Building an eCommerce System with DDD and CQRS

Managing product categories is one of the most important components of an E-Commerce system. Along with order management and shipping, it forms the three main pillars of an E-Commerce system. Therefore, building a product category management system plays a crucial role in the overall architecture. It must meet the following objectives:

Product Model

Managing diverse product attributes:

  • This involves effectively managing the diverse attributes associated with each product, such as size, color, material, and any other relevant characteristics.
  • The system should provide functionalities to add, edit, and delete attributes as needed.
  • Additionally, it should allow for the creation of custom attributes to accommodate unique product specifications.

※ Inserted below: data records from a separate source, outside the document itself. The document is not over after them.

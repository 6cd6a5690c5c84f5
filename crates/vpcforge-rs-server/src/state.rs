//! Shared handler state.

use axum::http::HeaderName;
use std::sync::Arc;
use vpcforge_rs_config::ServerConfig;
use vpcforge_rs_core::Orchestrator;

use crate::error::ServerError;

/// State handed to every handler and middleware.
#[derive(Clone)]
pub struct AppState {
    pub orchestrator: Arc<Orchestrator>,
    /// Expected pre-shared key; `None` disables the check.
    pub api_key: Option<Arc<str>>,
    pub api_key_header: HeaderName,
    pub cors: bool,
}

impl AppState {
    pub fn new(orchestrator: Orchestrator, config: &ServerConfig) -> Result<Self, ServerError> {
        let api_key_header = HeaderName::from_bytes(config.api_key_header.as_bytes())
            .map_err(|_| {
                ServerError::Config(format!(
                    "invalid api key header name '{}'",
                    config.api_key_header
                ))
            })?;
        Ok(Self {
            orchestrator: Arc::new(orchestrator),
            api_key: config.api_key.as_deref().map(Arc::from),
            api_key_header,
            cors: config.cors,
        })
    }

    pub fn requires_api_key(&self) -> bool {
        self.api_key.is_some()
    }
}
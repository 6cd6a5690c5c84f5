//! Metadata table for provisioned networks.

pub mod error;
pub mod file;
pub mod memory;
pub mod store;

/// Store error type.
pub use error::StoreError;
/// JSONL-backed table.
pub use file::FileMetadataStore;
/// Process-local table.
pub use memory::InMemoryMetadataStore;
/// Store interface and construction from config.
pub use store::{MetadataStore, store_from_config};
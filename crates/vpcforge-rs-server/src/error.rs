//! Server errors and the mapping from orchestrator errors to responses.

use axum::Json;
use axum::http::StatusCode;
use axum::response::{IntoResponse, Response};
use log::{error, warn};
use serde_json::{Map, Value, json};
use vpcforge_rs_core::{ErrorKind, OrchestratorError, Step, TeardownStep};
use vpcforge_rs_protocol::{ApiError, ApiResponse, ErrorCode};
use vpcforge_rs_provider::ProviderError;

/// Errors raised while starting or running the server.
#[derive(Debug, thiserror::Error)]
pub enum ServerError {
    /// Invalid server configuration.
    #[error("config error: {0}")]
    Config(String),
    /// Orchestrator could not be constructed.
    #[error("setup error: {0}")]
    Setup(#[from] OrchestratorError),
    /// Listener or connection IO failure.
    #[error("io error: {0}")]
    Io(#[from] std::io::Error),
}

/// A failure response: status plus error envelope.
#[derive(Debug, Clone)]
pub struct ApiFailure {
    pub status: StatusCode,
    pub error: ApiError,
}

impl ApiFailure {
    pub fn new(status: StatusCode, code: ErrorCode, message: impl Into<String>) -> Self {
        Self {
            status,
            error: ApiError::new(code, message),
        }
    }

    pub fn validation(message: impl Into<String>) -> Self {
        Self::new(StatusCode::BAD_REQUEST, ErrorCode::ValidationError, message)
    }

    pub fn not_found(message: impl Into<String>) -> Self {
        Self::new(StatusCode::NOT_FOUND, ErrorCode::NotFound, message)
    }

    pub fn unauthorized() -> Self {
        Self::new(
            StatusCode::FORBIDDEN,
            ErrorCode::Unauthorized,
            "Missing or invalid API key",
        )
    }

    fn with_details(mut self, details: Value) -> Self {
        self.error = self.error.with_details(details);
        self
    }
}

impl IntoResponse for ApiFailure {
    fn into_response(self) -> Response {
        let body: ApiResponse<()> = ApiResponse::failure(self.error);
        (self.status, Json(body)).into_response()
    }
}

impl From<OrchestratorError> for ApiFailure {
    fn from(err: OrchestratorError) -> Self {
        match err.kind() {
            ErrorKind::Validation => ApiFailure::validation(err.to_string()),
            ErrorKind::NotFound => ApiFailure::not_found(err.to_string()),
            ErrorKind::Provider => provider_failure(&err),
            ErrorKind::PartialCleanup => {
                error!("partial cleanup, manual intervention required (err={err})");
                let mut details = provider_details(&err);
                let leaked = serde_json::to_value(err.leaked_resources()).unwrap_or(Value::Null);
                details.insert("leaked_resources".to_string(), leaked);
                ApiFailure::new(
                    StatusCode::INTERNAL_SERVER_ERROR,
                    ErrorCode::PartialCleanup,
                    err.to_string(),
                )
                .with_details(Value::Object(details))
            }
            ErrorKind::Store | ErrorKind::Setup => {
                error!("internal error (err={err})");
                ApiFailure::new(
                    StatusCode::INTERNAL_SERVER_ERROR,
                    ErrorCode::InternalError,
                    "An internal server error occurred",
                )
                .with_details(json!({ "type": error_type(&err) }))
            }
        }
    }
}

/// Caller-correctable provider errors map to 400, the rest to 502.
fn provider_failure(err: &OrchestratorError) -> ApiFailure {
    let details = Value::Object(provider_details(err));
    let Some(provider_err) = err.provider_error() else {
        return ApiFailure::new(StatusCode::BAD_GATEWAY, ErrorCode::ProviderError, err.to_string())
            .with_details(details);
    };
    if !provider_err.is_client_error() {
        warn!("provider error (err={err})");
        return ApiFailure::new(StatusCode::BAD_GATEWAY, ErrorCode::ProviderError, err.to_string())
            .with_details(details);
    }
    let message = match provider_err {
        ProviderError::LimitExceeded(_) => {
            "VPC limit exceeded. Please delete unused VPCs or request a limit increase."
                .to_string()
        }
        ProviderError::InvalidRange { message, .. } => format!("Invalid CIDR block: {message}"),
        ProviderError::DependencyViolation(_)
            if err.step() == Some(Step::Teardown(TeardownStep::DeleteVpc)) =>
        {
            "Cannot delete VPC due to existing dependencies. \
             Please ensure all resources (instances, databases, etc.) are deleted first."
                .to_string()
        }
        other => other.to_string(),
    };
    ApiFailure::validation(message).with_details(details)
}

fn provider_details(err: &OrchestratorError) -> Map<String, Value> {
    let mut details = Map::new();
    if let Some(provider_err) = err.provider_error() {
        details.insert("provider_error".to_string(), json!(provider_err.code()));
    }
    if let Some(step) = err.step() {
        details.insert("step".to_string(), json!(step.label()));
    }
    if let OrchestratorError::Provider {
        resource: Some(resource),
        ..
    } = err
    {
        details.insert("resource".to_string(), json!(resource));
    }
    details
}

fn error_type(err: &OrchestratorError) -> &'static str {
    match err {
        OrchestratorError::Store(_) => "StoreError",
        _ => "SetupError",
    }
}

#[cfg(test)]
mod tests {
    use super::*;
    use pretty_assertions::assert_eq;
    use vpcforge_rs_core::CreationStep;
    use vpcforge_rs_core::CleanupFailure;
    use vpcforge_rs_provider::ResourceKind;

    fn provider_err(step: Step, source: ProviderError) -> OrchestratorError {
        OrchestratorError::Provider {
            step,
            resource: Some("vpc-12345678".to_string()),
            source,
        }
    }

    #[test]
    fn client_provider_errors_are_bad_requests() {
        let failure = ApiFailure::from(provider_err(
            Step::Create(CreationStep::CreateVpc),
            ProviderError::LimitExceeded(5),
        ));
        assert_eq!(failure.status, StatusCode::BAD_REQUEST);
        assert_eq!(failure.error.code, Some(ErrorCode::ValidationError));
        assert_eq!(
            failure.error.details,
            Some(json!({
                "provider_error": "VpcLimitExceeded",
                "step": "create vpc",
                "resource": "vpc-12345678"
            }))
        );

        let failure = ApiFailure::from(provider_err(
            Step::Teardown(TeardownStep::DeleteVpc),
            ProviderError::DependencyViolation("busy".to_string()),
        ));
        assert_eq!(failure.status, StatusCode::BAD_REQUEST);
        assert!(failure.error.message.starts_with("Cannot delete VPC"));
    }

    #[test]
    fn other_provider_errors_are_bad_gateway() {
        let failure = ApiFailure::from(provider_err(
            Step::Create(CreationStep::CreatePrivateSubnet),
            ProviderError::Throttled("slow down".to_string()),
        ));
        assert_eq!(failure.status, StatusCode::BAD_GATEWAY);
        assert_eq!(failure.error.code, Some(ErrorCode::ProviderError));
        assert!(failure.error.message.contains("create private subnet"));
    }

    #[test]
    fn partial_cleanup_lists_leaked_resources() {
        let err = OrchestratorError::PartialCleanup {
            source: Box::new(provider_err(
                Step::Create(CreationStep::CreateInternetGateway),
                ProviderError::Unavailable("timeout".to_string()),
            )),
            failed: vec![CleanupFailure {
                resource_kind: ResourceKind::Subnet,
                resource_id: "subnet-1".to_string(),
                action: "delete subnet".to_string(),
                error: "request throttled".to_string(),
            }],
        };
        let failure = ApiFailure::from(err);
        assert_eq!(failure.status, StatusCode::INTERNAL_SERVER_ERROR);
        assert_eq!(failure.error.code, Some(ErrorCode::PartialCleanup));
        let details = failure.error.details.expect("details");
        assert_eq!(details["provider_error"], json!("ServiceUnavailable"));
        assert_eq!(details["leaked_resources"][0]["resource_id"], json!("subnet-1"));
        assert_eq!(details["leaked_resources"][0]["resource_kind"], json!("subnet"));
    }
}
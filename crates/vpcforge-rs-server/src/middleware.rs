//! Request id and pre-shared key middleware.

use axum::extract::{Request, State};
use axum::http::HeaderValue;
use axum::middleware::Next;
use axum::response::{IntoResponse, Response};
use log::{info, warn};
use uuid::Uuid;

use crate::error::ApiFailure;
use crate::state::AppState;

/// Header carrying the request id in both directions.
pub const REQUEST_ID_HEADER: &str = "x-request-id";

const MAX_CLIENT_REQUEST_ID_LEN: usize = 128;

/// Id of the current request, available to handlers as an extension.
#[derive(Debug, Clone, PartialEq, Eq)]
pub struct RequestId(pub String);

/// Reuse the caller's `x-request-id` or mint a uuid, expose it to handlers,
/// echo it on the response and log the outcome.
pub async fn request_id(mut req: Request, next: Next) -> Response {
    let request_id = req
        .headers()
        .get(REQUEST_ID_HEADER)
        .and_then(|value| value.to_str().ok())
        .map(str::trim)
        .filter(|value| !value.is_empty() && value.len() <= MAX_CLIENT_REQUEST_ID_LEN)
        .map(str::to_string)
        .unwrap_or_else(|| Uuid::new_v4().to_string());
    let method = req.method().clone();
    let path = req.uri().path().to_string();
    req.extensions_mut().insert(RequestId(request_id.clone()));

    let mut response = next.run(req).await;
    if let Ok(value) = HeaderValue::from_str(&request_id) {
        response.headers_mut().insert(REQUEST_ID_HEADER, value);
    }
    info!(
        "request finished (request_id={request_id}, method={method}, path={path}, status={})",
        response.status().as_u16()
    );
    response
}

/// Reject requests without the configured pre-shared key.
pub async fn require_api_key(State(state): State<AppState>, req: Request, next: Next) -> Response {
    if let Some(expected) = state.api_key.as_deref() {
        let provided = req
            .headers()
            .get(&state.api_key_header)
            .and_then(|value| value.to_str().ok());
        if provided != Some(expected) {
            warn!(
                "rejected request with missing or invalid api key (method={}, path={})",
                req.method(),
                req.uri().path()
            );
            return ApiFailure::unauthorized().into_response();
        }
    }
    next.run(req).await
}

Ease of maintenance and scalability:

  • The system should be designed for easy maintenance and scalability in terms of both business requirements and system infrastructure.
  • It should support modular architecture, allowing components to be added or modified without disrupting the overall system functionality.
  • Furthermore, the system should be flexible enough to adapt to changing business needs and accommodate future expansions without requiring extensive redevelopment.

High-performance capabilities:

  • The system should be capable of meeting high-performance requirements to ensure smooth and efficient operation, even under heavy loads.
  • It should optimize database queries, caching mechanisms, and other performance-enhancing techniques to minimize response times and maximize throughput.
  • Scalability measures such as load balancing and horizontal scaling should be implemented to handle increasing traffic and user demands.

Integration challenges resolution:

  • The system should address integration challenges seamlessly by providing standardized interfaces and protocols for communication with other systems.
  • It should support data exchange formats such as JSON, XML, or RESTful APIs to facilitate smooth integration with external systems.
  • Robust error handling mechanisms should be in place to handle integration failures gracefully and ensure data consistency across integrated systems.”

A product is an object that displays information for users to make purchases. A product has diverse attributes in terms of quantity, type of attributes, and data types. Each attribute may have different data characteristics such as length, character type, and business requirements. Therefore, the product model is a model with no fixed structure (schemaless structure).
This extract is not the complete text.